*About this exercise:* In the entries that follow, which lines hold the string "ControllerError"? List them.

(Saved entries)
┏━━

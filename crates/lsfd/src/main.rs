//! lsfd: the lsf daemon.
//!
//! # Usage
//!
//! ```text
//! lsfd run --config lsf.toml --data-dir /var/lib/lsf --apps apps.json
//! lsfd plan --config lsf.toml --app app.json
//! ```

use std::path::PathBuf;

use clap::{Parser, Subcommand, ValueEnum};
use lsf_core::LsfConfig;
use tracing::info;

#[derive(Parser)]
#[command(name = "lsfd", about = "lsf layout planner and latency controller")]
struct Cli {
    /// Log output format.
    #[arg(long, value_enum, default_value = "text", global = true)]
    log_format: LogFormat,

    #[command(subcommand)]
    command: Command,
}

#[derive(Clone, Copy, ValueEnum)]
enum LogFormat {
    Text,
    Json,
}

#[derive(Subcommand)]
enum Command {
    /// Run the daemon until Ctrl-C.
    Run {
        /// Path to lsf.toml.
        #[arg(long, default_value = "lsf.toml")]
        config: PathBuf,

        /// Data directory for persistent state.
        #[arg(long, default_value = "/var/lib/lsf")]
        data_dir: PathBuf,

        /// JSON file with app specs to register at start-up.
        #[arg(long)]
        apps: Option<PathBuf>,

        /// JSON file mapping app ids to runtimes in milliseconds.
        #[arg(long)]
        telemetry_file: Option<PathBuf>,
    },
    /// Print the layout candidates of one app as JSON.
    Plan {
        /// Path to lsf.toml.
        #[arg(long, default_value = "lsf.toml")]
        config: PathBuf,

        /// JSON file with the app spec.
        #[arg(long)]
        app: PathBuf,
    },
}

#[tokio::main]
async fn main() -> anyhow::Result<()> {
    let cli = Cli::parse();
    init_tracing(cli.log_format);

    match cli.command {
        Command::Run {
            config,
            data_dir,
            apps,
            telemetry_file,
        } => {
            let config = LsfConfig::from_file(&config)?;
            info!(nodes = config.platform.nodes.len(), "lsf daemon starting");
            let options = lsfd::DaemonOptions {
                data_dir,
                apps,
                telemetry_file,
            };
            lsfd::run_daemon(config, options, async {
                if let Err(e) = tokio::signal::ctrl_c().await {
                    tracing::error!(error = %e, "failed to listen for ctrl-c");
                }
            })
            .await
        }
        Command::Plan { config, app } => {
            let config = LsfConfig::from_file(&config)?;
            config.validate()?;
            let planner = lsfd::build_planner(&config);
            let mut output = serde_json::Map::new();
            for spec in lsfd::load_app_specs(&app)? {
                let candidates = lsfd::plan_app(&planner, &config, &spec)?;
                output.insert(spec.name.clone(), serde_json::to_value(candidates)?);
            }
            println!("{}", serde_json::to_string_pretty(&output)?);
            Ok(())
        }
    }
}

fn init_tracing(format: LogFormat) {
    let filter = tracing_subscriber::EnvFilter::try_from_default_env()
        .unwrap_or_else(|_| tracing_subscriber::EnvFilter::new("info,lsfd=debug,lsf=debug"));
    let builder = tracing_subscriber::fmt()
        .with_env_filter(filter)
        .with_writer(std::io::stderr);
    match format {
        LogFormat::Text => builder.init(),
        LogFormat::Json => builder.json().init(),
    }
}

┗━━
┏━━

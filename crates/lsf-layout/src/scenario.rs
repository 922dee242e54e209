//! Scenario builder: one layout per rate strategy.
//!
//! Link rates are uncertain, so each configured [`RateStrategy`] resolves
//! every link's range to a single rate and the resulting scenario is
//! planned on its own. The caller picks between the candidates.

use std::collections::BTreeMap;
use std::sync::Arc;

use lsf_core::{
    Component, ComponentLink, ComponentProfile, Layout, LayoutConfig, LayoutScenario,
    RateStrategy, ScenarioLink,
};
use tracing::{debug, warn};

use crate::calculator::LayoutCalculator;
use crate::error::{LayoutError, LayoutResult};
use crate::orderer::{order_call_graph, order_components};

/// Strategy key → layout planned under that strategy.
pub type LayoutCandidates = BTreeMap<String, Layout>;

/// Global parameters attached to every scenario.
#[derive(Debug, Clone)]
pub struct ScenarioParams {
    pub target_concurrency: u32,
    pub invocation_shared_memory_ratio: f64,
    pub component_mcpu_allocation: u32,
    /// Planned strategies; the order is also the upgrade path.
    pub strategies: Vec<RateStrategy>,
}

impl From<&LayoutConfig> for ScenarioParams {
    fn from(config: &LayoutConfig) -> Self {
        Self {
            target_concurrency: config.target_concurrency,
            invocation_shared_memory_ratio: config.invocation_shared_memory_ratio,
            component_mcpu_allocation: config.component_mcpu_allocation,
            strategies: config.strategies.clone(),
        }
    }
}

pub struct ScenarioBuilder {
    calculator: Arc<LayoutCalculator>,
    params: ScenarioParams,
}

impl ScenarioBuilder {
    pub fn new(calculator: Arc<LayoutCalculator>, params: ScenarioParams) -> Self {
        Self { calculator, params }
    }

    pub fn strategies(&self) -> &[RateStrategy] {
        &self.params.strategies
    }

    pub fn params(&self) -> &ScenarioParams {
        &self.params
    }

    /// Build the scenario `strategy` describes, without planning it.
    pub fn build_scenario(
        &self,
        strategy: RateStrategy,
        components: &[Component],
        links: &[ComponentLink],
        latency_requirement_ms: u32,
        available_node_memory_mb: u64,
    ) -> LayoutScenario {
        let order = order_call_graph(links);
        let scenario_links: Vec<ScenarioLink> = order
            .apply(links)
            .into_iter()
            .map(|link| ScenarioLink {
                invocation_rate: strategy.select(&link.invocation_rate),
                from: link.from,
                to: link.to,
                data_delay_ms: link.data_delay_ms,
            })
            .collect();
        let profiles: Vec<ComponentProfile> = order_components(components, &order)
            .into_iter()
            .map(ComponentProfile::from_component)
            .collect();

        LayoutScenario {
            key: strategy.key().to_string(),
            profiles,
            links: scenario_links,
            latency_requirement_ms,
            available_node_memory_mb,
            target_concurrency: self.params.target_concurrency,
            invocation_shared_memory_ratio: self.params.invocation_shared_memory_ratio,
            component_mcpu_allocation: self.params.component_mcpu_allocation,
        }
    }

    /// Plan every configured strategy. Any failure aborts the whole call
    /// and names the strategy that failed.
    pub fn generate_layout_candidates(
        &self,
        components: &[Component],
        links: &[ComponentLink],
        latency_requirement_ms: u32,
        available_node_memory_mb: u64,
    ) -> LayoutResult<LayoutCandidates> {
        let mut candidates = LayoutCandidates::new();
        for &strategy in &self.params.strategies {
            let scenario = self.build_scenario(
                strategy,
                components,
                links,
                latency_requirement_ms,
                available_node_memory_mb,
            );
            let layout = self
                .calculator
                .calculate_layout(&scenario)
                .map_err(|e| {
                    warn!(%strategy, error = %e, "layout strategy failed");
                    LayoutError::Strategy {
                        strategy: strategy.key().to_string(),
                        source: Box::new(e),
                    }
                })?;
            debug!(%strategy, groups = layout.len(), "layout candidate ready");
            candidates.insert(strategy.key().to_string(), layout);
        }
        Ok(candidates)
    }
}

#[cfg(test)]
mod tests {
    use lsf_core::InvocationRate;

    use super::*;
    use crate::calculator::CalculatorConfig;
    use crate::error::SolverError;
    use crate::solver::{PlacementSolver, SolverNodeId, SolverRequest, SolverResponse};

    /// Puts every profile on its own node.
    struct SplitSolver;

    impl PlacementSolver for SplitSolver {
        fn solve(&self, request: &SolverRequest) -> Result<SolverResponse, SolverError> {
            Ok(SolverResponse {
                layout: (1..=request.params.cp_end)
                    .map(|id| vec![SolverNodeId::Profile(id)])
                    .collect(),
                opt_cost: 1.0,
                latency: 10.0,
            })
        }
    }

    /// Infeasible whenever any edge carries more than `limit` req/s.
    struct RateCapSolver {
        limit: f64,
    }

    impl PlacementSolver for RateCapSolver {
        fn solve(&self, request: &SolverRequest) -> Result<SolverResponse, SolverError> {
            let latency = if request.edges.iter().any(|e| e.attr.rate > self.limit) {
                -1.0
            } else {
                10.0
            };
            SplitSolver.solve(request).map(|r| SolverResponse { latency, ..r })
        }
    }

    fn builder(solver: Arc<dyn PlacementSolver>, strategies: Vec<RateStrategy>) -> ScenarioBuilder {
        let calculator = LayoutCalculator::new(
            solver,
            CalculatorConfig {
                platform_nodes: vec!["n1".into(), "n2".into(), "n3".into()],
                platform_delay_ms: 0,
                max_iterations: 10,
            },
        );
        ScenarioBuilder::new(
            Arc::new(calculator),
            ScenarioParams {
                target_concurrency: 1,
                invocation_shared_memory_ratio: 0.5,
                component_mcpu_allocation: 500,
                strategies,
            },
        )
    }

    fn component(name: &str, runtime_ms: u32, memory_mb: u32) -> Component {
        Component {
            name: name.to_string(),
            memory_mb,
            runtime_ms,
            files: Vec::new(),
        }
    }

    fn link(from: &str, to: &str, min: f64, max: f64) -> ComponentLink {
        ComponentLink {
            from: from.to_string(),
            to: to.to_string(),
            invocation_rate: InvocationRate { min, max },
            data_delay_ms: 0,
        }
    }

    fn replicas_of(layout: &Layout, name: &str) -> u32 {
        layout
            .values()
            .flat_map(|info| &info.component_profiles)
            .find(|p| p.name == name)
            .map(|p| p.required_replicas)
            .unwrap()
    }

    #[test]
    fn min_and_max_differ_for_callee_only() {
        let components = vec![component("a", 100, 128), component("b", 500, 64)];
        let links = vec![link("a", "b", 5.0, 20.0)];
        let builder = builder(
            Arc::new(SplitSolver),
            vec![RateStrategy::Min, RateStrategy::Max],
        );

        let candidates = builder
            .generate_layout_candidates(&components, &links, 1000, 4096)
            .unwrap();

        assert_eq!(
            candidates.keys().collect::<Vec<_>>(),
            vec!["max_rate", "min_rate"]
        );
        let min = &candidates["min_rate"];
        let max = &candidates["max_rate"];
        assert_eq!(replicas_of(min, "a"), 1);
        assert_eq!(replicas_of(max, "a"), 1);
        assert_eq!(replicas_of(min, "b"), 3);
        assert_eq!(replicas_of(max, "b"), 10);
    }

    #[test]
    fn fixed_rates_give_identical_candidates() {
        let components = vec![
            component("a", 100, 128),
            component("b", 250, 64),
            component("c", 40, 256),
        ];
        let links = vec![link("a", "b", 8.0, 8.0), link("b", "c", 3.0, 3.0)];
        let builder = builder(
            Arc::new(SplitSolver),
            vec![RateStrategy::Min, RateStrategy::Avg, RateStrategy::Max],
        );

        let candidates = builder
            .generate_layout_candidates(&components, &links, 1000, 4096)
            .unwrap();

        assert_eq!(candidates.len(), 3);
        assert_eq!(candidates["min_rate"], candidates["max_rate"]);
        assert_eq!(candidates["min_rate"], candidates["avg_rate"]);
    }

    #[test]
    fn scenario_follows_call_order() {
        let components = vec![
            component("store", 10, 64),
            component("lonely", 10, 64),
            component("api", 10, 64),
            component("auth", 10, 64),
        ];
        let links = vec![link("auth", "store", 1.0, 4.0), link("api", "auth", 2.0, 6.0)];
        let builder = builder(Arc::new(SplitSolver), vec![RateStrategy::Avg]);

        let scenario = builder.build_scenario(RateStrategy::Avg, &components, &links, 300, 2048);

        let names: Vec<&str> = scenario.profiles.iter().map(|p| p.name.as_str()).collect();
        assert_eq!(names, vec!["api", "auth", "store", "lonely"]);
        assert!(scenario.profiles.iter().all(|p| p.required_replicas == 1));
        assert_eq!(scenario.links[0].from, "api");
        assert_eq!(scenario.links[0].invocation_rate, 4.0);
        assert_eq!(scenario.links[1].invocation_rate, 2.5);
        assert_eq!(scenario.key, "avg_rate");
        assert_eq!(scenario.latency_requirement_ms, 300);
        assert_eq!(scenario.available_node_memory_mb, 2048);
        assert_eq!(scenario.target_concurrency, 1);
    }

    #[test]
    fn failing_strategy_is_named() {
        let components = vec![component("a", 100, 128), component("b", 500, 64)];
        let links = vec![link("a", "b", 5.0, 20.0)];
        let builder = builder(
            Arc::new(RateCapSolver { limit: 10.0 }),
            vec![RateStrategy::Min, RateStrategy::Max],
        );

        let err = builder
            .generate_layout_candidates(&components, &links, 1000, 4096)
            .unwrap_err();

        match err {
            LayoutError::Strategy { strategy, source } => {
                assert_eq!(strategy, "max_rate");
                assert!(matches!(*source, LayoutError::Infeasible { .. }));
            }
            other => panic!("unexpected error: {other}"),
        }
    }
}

┗━━
┏━━

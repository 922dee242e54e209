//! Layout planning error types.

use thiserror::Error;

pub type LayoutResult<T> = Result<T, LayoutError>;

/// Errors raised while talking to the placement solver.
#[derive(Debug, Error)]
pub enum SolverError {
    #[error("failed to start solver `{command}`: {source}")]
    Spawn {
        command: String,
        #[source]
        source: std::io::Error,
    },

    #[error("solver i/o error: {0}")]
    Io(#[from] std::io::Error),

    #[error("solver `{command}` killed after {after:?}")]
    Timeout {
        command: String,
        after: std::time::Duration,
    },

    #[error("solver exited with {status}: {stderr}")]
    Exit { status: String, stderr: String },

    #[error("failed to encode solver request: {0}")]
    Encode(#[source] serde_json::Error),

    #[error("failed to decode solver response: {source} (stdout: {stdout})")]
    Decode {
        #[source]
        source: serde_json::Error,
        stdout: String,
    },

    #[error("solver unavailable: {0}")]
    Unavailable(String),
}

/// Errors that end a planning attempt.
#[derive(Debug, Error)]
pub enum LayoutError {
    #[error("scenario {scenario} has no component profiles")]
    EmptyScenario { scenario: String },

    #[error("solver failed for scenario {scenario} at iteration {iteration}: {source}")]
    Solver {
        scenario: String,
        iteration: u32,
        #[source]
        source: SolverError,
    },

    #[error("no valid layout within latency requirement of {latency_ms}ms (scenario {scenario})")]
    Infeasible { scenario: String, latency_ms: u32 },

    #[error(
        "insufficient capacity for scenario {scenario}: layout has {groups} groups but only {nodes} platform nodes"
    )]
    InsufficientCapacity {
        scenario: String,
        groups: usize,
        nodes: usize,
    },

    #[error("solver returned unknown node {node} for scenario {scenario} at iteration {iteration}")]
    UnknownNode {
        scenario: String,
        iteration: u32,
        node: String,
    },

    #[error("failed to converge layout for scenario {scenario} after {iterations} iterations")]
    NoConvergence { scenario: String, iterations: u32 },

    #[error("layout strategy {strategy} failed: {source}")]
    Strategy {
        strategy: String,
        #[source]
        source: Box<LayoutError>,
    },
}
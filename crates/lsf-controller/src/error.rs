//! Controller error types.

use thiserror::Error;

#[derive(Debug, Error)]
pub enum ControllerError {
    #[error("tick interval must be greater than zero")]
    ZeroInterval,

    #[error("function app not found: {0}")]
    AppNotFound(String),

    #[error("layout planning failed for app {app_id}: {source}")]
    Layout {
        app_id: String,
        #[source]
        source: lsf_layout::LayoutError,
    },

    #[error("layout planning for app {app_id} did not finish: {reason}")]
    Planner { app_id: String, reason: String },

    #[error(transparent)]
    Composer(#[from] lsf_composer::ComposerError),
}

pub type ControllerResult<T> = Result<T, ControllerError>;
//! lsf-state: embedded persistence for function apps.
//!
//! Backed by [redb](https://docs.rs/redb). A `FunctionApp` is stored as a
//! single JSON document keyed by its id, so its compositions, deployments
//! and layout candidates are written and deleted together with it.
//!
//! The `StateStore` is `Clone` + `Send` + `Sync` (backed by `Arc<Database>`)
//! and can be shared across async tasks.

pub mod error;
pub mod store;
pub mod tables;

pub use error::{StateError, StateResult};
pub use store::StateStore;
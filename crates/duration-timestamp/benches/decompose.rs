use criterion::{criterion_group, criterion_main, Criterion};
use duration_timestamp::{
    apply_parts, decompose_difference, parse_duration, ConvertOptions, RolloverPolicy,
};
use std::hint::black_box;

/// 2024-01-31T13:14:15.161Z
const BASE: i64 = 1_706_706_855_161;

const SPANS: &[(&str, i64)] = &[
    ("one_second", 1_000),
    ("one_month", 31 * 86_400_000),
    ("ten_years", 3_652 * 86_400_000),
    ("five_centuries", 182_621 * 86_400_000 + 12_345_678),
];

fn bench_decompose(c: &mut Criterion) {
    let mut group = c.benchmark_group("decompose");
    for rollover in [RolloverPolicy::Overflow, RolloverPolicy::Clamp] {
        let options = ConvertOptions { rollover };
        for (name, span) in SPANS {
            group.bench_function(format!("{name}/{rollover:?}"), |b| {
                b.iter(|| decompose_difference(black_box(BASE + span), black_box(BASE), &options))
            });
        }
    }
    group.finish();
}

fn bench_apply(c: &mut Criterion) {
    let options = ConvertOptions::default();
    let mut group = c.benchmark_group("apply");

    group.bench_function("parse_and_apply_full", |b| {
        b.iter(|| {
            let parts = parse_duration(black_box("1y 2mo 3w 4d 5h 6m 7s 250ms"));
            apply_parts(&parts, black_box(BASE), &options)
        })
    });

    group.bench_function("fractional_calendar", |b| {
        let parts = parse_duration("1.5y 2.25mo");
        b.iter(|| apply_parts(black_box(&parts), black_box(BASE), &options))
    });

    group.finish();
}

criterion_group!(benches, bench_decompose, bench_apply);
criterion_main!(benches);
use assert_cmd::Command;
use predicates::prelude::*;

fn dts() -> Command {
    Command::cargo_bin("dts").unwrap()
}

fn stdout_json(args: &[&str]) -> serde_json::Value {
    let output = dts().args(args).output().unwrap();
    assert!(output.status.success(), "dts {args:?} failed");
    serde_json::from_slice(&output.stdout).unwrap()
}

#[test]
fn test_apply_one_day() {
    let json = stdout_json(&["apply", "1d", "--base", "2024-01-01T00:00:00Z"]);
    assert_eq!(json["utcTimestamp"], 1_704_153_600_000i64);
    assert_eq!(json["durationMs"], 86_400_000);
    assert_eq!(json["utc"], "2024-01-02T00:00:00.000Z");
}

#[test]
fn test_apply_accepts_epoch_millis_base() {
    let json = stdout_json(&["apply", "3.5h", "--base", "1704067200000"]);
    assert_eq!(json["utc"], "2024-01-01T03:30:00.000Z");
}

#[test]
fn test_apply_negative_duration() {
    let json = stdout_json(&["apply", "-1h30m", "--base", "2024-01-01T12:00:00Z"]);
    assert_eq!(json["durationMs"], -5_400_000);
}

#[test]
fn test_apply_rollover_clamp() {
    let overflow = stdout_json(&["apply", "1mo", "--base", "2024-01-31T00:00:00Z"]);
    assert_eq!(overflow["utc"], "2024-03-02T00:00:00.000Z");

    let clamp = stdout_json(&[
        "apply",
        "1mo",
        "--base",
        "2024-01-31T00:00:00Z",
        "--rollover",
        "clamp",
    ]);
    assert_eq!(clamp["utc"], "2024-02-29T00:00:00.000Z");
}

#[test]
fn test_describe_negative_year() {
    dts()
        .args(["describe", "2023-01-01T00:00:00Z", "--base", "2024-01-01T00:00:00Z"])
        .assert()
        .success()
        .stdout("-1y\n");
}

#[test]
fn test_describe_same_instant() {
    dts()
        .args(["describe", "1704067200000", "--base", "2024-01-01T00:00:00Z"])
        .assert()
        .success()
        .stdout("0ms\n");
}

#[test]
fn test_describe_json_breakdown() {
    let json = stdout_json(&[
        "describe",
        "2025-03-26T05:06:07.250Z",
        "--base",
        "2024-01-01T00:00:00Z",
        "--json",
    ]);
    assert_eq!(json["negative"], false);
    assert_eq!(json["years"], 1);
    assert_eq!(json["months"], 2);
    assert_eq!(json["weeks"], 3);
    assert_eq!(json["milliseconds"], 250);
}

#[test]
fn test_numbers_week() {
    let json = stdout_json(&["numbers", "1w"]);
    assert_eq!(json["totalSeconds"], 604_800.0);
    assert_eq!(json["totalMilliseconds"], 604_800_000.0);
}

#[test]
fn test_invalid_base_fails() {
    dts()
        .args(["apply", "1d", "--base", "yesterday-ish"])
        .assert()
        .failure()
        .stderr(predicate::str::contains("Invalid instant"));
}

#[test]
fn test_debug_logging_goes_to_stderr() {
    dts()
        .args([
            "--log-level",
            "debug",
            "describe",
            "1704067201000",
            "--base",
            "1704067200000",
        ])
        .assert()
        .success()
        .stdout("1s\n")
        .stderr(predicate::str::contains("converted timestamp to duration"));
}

┗━━

*Written solution:*
pub enum ControllerError {
pub type ControllerResult<T> = Result<T, ControllerError>;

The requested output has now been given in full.